(DATASET EXTRACT begins)
use crate::error::Result;
use crate::ogg::page::{build_page, PageHeader};
use crate::ogg::OGG_HEADER_TYPE_BOS;
use crate::opus::{
    VorbisComment, COMMENT_PAGE_SEQUENCE, IDENTIFICATION_PAGE_SEQUENCE, OPUS_HEAD_VERSION,
    OPUS_SIGNATURE, OPUS_TAGS,
};

/// Size of the OpusHead packet for channel mapping family 0
pub const IDENTIFICATION_PACKET_SIZE: usize = 19;

/// Build the OpusHead packet.
///
/// Layout:
///
/// ```text
/// [ "OpusHead" (8) ]
/// [ version (1) ]
/// [ channel count (1) ]
/// [ pre-skip (2) ]
/// [ input sample rate (4) ]
/// [ output gain (2) ]
/// [ channel mapping family (1) ]
/// ```
///
/// Pre-skip, input sample rate, gain and mapping family are written as zero.
pub fn identification_packet(channels: u8) -> [u8; IDENTIFICATION_PACKET_SIZE] {
    let mut packet = [0u8; IDENTIFICATION_PACKET_SIZE];
    packet[..8].copy_from_slice(OPUS_SIGNATURE);
    packet[8] = OPUS_HEAD_VERSION;
    packet[9] = channels;
    packet
}

/// Build the OpusTags packet
pub fn comment_packet(comment: &VorbisComment) -> Vec<u8> {
    let mut packet = Vec::new();
    packet.extend_from_slice(OPUS_TAGS);
    packet.extend_from_slice(&comment.to_bytes());
    packet
}

/// The two header pages, back to back: identification (sequence 0, bos)
/// then comment (sequence 1) with `vendor` and no user comments.
pub fn header_pages(channels: u8, serial: u32, vendor: &str) -> Result<Vec<u8>> {
    header_pages_with(channels, serial, &VorbisComment::new(vendor))
}

/// Same as [`header_pages`] with a caller supplied comment block
pub fn header_pages_with(channels: u8, serial: u32, comment: &VorbisComment) -> Result<Vec<u8>> {
    let head =
        PageHeader::new(serial, IDENTIFICATION_PAGE_SEQUENCE).with_header_type(OGG_HEADER_TYPE_BOS);
    let mut out = build_page(&head, &identification_packet(channels))?;

    let tags = PageHeader::new(serial, COMMENT_PAGE_SEQUENCE);
    out.extend(build_page(&tags, &comment_packet(comment))?);
    Ok(out)
}

#[cfg(test)]
mod tests {
    use super::*;
    use crate::config::{DEFAULT_SERIAL, DEFAULT_VENDOR};

    #[test]
    fn test_identification_packet() {
        let packet = identification_packet(2);
        assert_eq!(&packet[..8], b"OpusHead");
        assert_eq!(packet[8], 1);
        assert_eq!(packet[9], 2);
        assert!(packet[10..].iter().all(|&b| b == 0));
    }

    #[test]
    fn test_header_page_layout() {
        let pages = header_pages(2, DEFAULT_SERIAL, DEFAULT_VENDOR).unwrap();
        assert_eq!(pages.len(), 47 + 51);

        let (head, tags) = pages.split_at(47);
        assert_eq!(head[5], OGG_HEADER_TYPE_BOS);
        assert_eq!(&head[18..22], &[0, 0, 0, 0]);
        assert_eq!(&head[26..28], &[1, 19]);
        assert_eq!(&head[22..26], &[0xbf, 0xa3, 0xc5, 0x90]);

        assert_eq!(tags[5], 0);
        assert_eq!(&tags[18..22], &[1, 0, 0, 0]);
        assert_eq!(&tags[26..28], &[1, 23]);
        assert_eq!(&tags[28..36], b"OpusTags");
        assert_eq!(&tags[36..40], &[7, 0, 0, 0]);
        assert_eq!(&tags[40..47], b"opusogg");
        assert_eq!(&tags[47..51], &[0, 0, 0, 0]);
        assert_eq!(&tags[22..26], &[0x64, 0xea, 0x8b, 0x53]);
    }

    #[test]
    fn test_mono_checksum() {
        let pages = header_pages(1, DEFAULT_SERIAL, DEFAULT_VENDOR).unwrap();
        assert_eq!(pages[37], 1);
        assert_eq!(&pages[22..26], &[0xa1, 0x5e, 0xb5, 0x15]);
    }

    #[test]
    fn test_deterministic() {
        let a = header_pages(2, DEFAULT_SERIAL, DEFAULT_VENDOR).unwrap();
        let b = header_pages(2, DEFAULT_SERIAL, DEFAULT_VENDOR).unwrap();
        assert_eq!(a, b);
    }

    #[test]
    fn test_user_comments_in_tags_page() {
        let mut comment = VorbisComment::new(DEFAULT_VENDOR);
        comment.add("ENCODER", "opusogg");
        let pages = header_pages_with(2, DEFAULT_SERIAL, &comment).unwrap();
        let tags = &pages[47..];
        assert_eq!(tags[27] as usize, 23 + 4 + "ENCODER=opusogg".len());
        assert!(tags.ends_with(b"ENCODER=opusogg"));
    }
}
// Error types for the framing layer

use thiserror::Error;

use crate::codec::CodecError;

/// Result alias used throughout the crate
pub type Result<T> = std::result::Result<T, Error>;

/// Errors that can occur while configuring a session or building pages
#[derive(Debug, Error)]
pub enum Error {
    /// Sampling rate, channel count or application mode rejected at session creation
    #[error("invalid configuration: {0}")]
    InvalidConfig(String),

    /// Framing code that is neither bare payload nor Ogg
    #[error("unknown framing mode: {0}")]
    UnknownFraming(i32),

    /// A single encode call failed inside the codec; the session stays usable
    #[error("opus encoding error: {0}")]
    Codec(#[from] CodecError),

    /// Page header does not fit in the space reserved ahead of the payload
    #[error("ogg header too large: {needed} bytes needed, {budget} reserved")]
    HeaderTooLarge { needed: usize, budget: usize },

    /// Payload length runs past the end of the working buffer
    #[error("payload of {len} bytes exceeds the {capacity} byte payload region")]
    PayloadTooLarge { len: usize, capacity: usize },

    /// Page would need more lacing values than a single page can carry
    #[error("page needs {0} segments, at most 255 fit in one page")]
    TooManySegments(usize),

    #[error("I/O error: {0}")]
    Io(#[from] std::io::Error),

    #[error("config parse error: {0}")]
    Json(#[from] serde_json::Error),
}
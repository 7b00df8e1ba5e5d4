// libopus-backed codec
//
// `::opus` is the libopus binding crate, not `crate::opus`.

use crate::codec::{Codec, CodecError};
use crate::config::{Application, EncoderConfig};
use crate::error::{Error, Result};

/// Opus encoder handle; the native state is destroyed when this is dropped
pub struct OpusCodec {
    inner: ::opus::Encoder,
    channels: usize,
}

impl OpusCodec {
    /// Open an encoder for the given configuration
    pub fn new(config: &EncoderConfig) -> Result<Self> {
        config.validate()?;

        let channels = match config.channels {
            1 => ::opus::Channels::Mono,
            _ => ::opus::Channels::Stereo,
        };
        let application = match config.application {
            Application::Voip => ::opus::Application::Voip,
            Application::Audio => ::opus::Application::Audio,
            Application::RestrictedLowDelay => ::opus::Application::LowDelay,
        };

        let inner = ::opus::Encoder::new(config.sampling_rate, channels, application)
            .map_err(|e| Error::InvalidConfig(format!("creating opus encoder failed: {}", e)))?;

        Ok(OpusCodec {
            inner,
            channels: config.channels as usize,
        })
    }
}

fn codec_error(e: ::opus::Error) -> CodecError {
    CodecError::new(e.code() as i32)
}

impl Codec for OpusCodec {
    fn encode_i16(
        &mut self,
        pcm: &[i16],
        frame_size: usize,
        out: &mut [u8],
    ) -> std::result::Result<usize, CodecError> {
        let pcm = &pcm[..(frame_size * self.channels).min(pcm.len())];
        self.inner.encode(pcm, out).map_err(codec_error)
    }

    fn encode_f32(
        &mut self,
        pcm: &[f32],
        frame_size: usize,
        out: &mut [u8],
    ) -> std::result::Result<usize, CodecError> {
        let pcm = &pcm[..(frame_size * self.channels).min(pcm.len())];
        self.inner.encode_float(pcm, out).map_err(codec_error)
    }
}
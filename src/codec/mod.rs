// Opus codec seam
//
// The framing layer never compresses audio itself. It hands one block of
// interleaved PCM to a `Codec` and frames whatever packet comes back. The
// implementation owns the native encoder handle and releases it in `Drop`,
// so a handle is released exactly once when its owner goes away.

#[cfg(feature = "libopus")]
pub mod libopus;

#[cfg(feature = "libopus")]
pub use libopus::OpusCodec;

use std::fmt;

/// A failed encode call, carrying the codec's (negative) result code
#[derive(Debug, Clone, Copy, PartialEq, Eq)]
pub struct CodecError {
    pub code: i32,
}

impl CodecError {
    pub const BAD_ARG: i32 = -1;
    pub const BUFFER_TOO_SMALL: i32 = -2;
    pub const INTERNAL_ERROR: i32 = -3;
    pub const INVALID_PACKET: i32 = -4;
    pub const UNIMPLEMENTED: i32 = -5;
    pub const INVALID_STATE: i32 = -6;
    pub const ALLOC_FAIL: i32 = -7;

    pub fn new(code: i32) -> Self {
        CodecError { code }
    }

    /// Short description of the result code
    pub fn describe(&self) -> &'static str {
        match self.code {
            Self::BAD_ARG => "invalid argument",
            Self::BUFFER_TOO_SMALL => "buffer too small",
            Self::INTERNAL_ERROR => "internal error",
            Self::INVALID_PACKET => "invalid packet",
            Self::UNIMPLEMENTED => "unimplemented",
            Self::INVALID_STATE => "invalid state",
            Self::ALLOC_FAIL => "allocation failed",
            _ => "unknown error",
        }
    }
}

impl fmt::Display for CodecError {
    fn fmt(&self, f: &mut fmt::Formatter<'_>) -> fmt::Result {
        write!(f, "{} ({})", self.describe(), self.code)
    }
}

impl std::error::Error for CodecError {}

/// Block encoder producing one compressed packet per call.
///
/// `pcm` is interleaved and holds `frame_size * channels` samples. The packet
/// is written to the front of `out` and its length returned.
pub trait Codec {
    fn encode_i16(
        &mut self,
        pcm: &[i16],
        frame_size: usize,
        out: &mut [u8],
    ) -> Result<usize, CodecError>;

    fn encode_f32(
        &mut self,
        pcm: &[f32],
        frame_size: usize,
        out: &mut [u8],
    ) -> Result<usize, CodecError>;
}

impl<C: Codec + ?Sized> Codec for Box<C> {
    fn encode_i16(
        &mut self,
        pcm: &[i16],
        frame_size: usize,
        out: &mut [u8],
    ) -> Result<usize, CodecError> {
        (**self).encode_i16(pcm, frame_size, out)
    }

    fn encode_f32(
        &mut self,
        pcm: &[f32],
        frame_size: usize,
        out: &mut [u8],
    ) -> Result<usize, CodecError> {
        (**self).encode_f32(pcm, frame_size, out)
    }
}
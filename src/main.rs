// CLI binary entry point for opusogg

use clap::Parser;
use std::process;

mod cli;

fn main() {
    env_logger::init();
    let config = cli::Config::parse();

    if let Err(e) = cli::run(&config) {
        eprintln!("✗ {:#}", e);
        process::exit(1);
    }
}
(DATASET EXTRACT ends)
▸ WHAT THE TASK ASKS:
In which lines of the material above does the string "single" occur? Copy them all.

▸ RESULT FOR THIS EXERCISE:
    /// A single encode call failed inside the codec; the session stays usable
    /// Page would need more lacing values than a single page can carry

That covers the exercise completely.